Ich persönlich schreibe diesen und andere Blogposts in Zukunft größtenteils in Markdown. Durch Weiterentwicklungen der Referenz-Implementation des Markdown-Prozessors lassen sich aus den Texten außerdem auch andere Formate wie z. B. LaTeX, OPML und ODF erzeugen. Daraus wiederum lassen sich mit wenig Aufwand Dateien in PDF, RTF und mehr Formaten erzeugen. Allein das freie Office-Paket LibreOffice bietet eine Vielzahl von Exportmöglichkeiten. So lassen sich über diesen Umweg beispielsweise auch Dateien für Microsoft Word erzeugen. Die bekannteste Alternative zum originalen Markdown-Prozessor ist mit Sicherheit MultiMarkdown. Wer ein wenig sucht, der findet aber noch mehr interessante Alternativen. Pandoc von John MacFarlane ist so eine Alternative (oder eine Ergänzung, ganz wie man es sieht). Es gibt außerdem auch einfache Web-Formulare, die den lokalen Markdown-Prozessor vollständig überflüssig machen. Der bekannteste ist mit Sicherheit Dingus, der von John Gruber selbst gehostet wird.
Markdown in Stichpunkten
- Über Textdateien ärgert man sich selten
- Wie oft hast du schon eine über Probleme mit der Formatierung in einem grafischen Wordprocessor geflucht? Eben.
- Ich kann per Copy&Paste Texte oder Abschnitte weitergeben, ohne mir dabei Gedanken zu machen ob der Empfänger die Datei problemlos öffnen kann
- Ich kann meine Texte einfach herunterschreiben, ohne mir Gedanken über die Formatierung zu machen
- Plain Text Dateien lassen sich hervorragend mit Standardwerkzeugen komprimieren und archivieren
- Ich kann Versionsverwaltungssysteme einsetzen um den Fortlauf meiner Arbeit zu dokumentieren oder mit anderen Menschen kollaborativ zusammen zu arbeiten
- Ich kann Linux-/UNIX-Kommandozeilenwerkzeuge nutzen um meine Texte effizient zu bearbeiten (grep, wc, sed, uvm.)
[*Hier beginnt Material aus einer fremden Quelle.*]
//! `rootcheck verdict` - combined verdict over all registered signals.

use anyhow::Result;
use std::process::ExitCode;
use std::sync::Arc;
use std::time::Duration;

use rootcheck_core::Strategy;

use super::Context;
use crate::cli::args::{Mode, VerdictArgs};
use crate::output::{self, OutputFormat};

/// Exit status when `--fail-on-root` is set and the host looks rooted.
const ROOTED_EXIT: u8 = 2;

pub async fn execute(ctx: &Context, args: &VerdictArgs) -> Result<ExitCode> {
    let engine = ctx.engine();

    let report = match args.mode {
        Mode::ShortCircuit => engine.report(Strategy::ShortCircuit, args.busybox),
        Mode::Exhaustive => engine.report(Strategy::Exhaustive, args.busybox),
        Mode::Concurrent => {
            Arc::new(engine)
                .report_concurrent(args.busybox, Duration::from_secs(args.timeout))
                .await
        }
    };

    match ctx.output_format {
        OutputFormat::Json => output::print_json(&report)?,
        OutputFormat::Pretty => output::print_report(&report),
    }

    if args.fail_on_root && report.rooted {
        return Ok(ExitCode::from(ROOTED_EXIT));
    }
    Ok(ExitCode::SUCCESS)
}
- Die Markdown-Syntax ist sehr einprägsam, minimalistisch und auf das Wesentliche reduziert
- Ich kann die durch einen Markdown-Processor generierten XHTML-Dateien mit Stylesheets optisch ansprechend gestalten oder mit XSL-Transformationen umformen
- Wer ein XSLT haben möchte, das ein Inhaltsverzeichnis an den Anfang einer mit Markdown erzeugten XHTML-Datei schreibt, der kann mir gerne schreiben
- Das Editieren, Korrekturlesen und Formatieren in HTML Formularfeldern von Blog- und CMS-Software macht keinen Spass
- Ich bin unabhängig von Betriebssystemen, Programmen und Software-Versionen
- Ich kann den Texteditor verwenden, der mir am besten gefällt. Egal ob Vim, Eclipse oder Windows Notepad
Ich kann also jedem der regelmäßig viel schreibt und diese Texte zuverlässig weiterverarbeiten möchte empfehlen sich Markdown einmal anzusehen.
Links zu Markdown
Die Projektseite zu Markdown samt Referenz findet man bei John Gruber auf daringfireball.net.
Eine schöne Deutsche Übersetzung kann man dagegen hier finden.
Pingback: Blogpost über Markdown-Editoren für Mac und Windows - Suchkultur
Schöner Artikel. Ich nutze ebenfalls Markdown und kann dem Geschriebenen nur zustimmen.
Weißt Du, ob einen ein so tolle Plugin wie das hier (http://www.labnol.org/software/wysiwyg-wiki-editor/18062/) für Word zu Markdown gibt?
Gruß
Hallo Alex!
Freut mich, dass dir der Artikel gefallen hat!
Das Plugin, das du verlinkt hast, ist spannend. In dieser Richtung hatte ich mich bisher gar nicht informiert, deshalb kenne ich ad hoc leider kein Plugin für eine doc2md Konvertierung. Lass mich wissen, wenn du etwas findest, denn das ist sicher auch für viele andere Markdown-User interessant.
Trotzdem ein kleiner Tipp:
Vielleicht kann pandoc von John MacFarlane dir helfen (http://johnmacfarlane.net/pandoc/). Aber ich befürchte, das geht auch immer nur in eine Richtung.
Allerdings schreibt er auf seiner Seite: “Pandoc includes a Haskell library and a standalone executable. The library includes separate modules for each input and output format, so adding a new input or output format just requires adding a new module.”
Vielleicht lässt sich damit etwas basteln bzw. es gibt sogar eine Funktion um Doc-Dateien in Markdown zu konvertieren.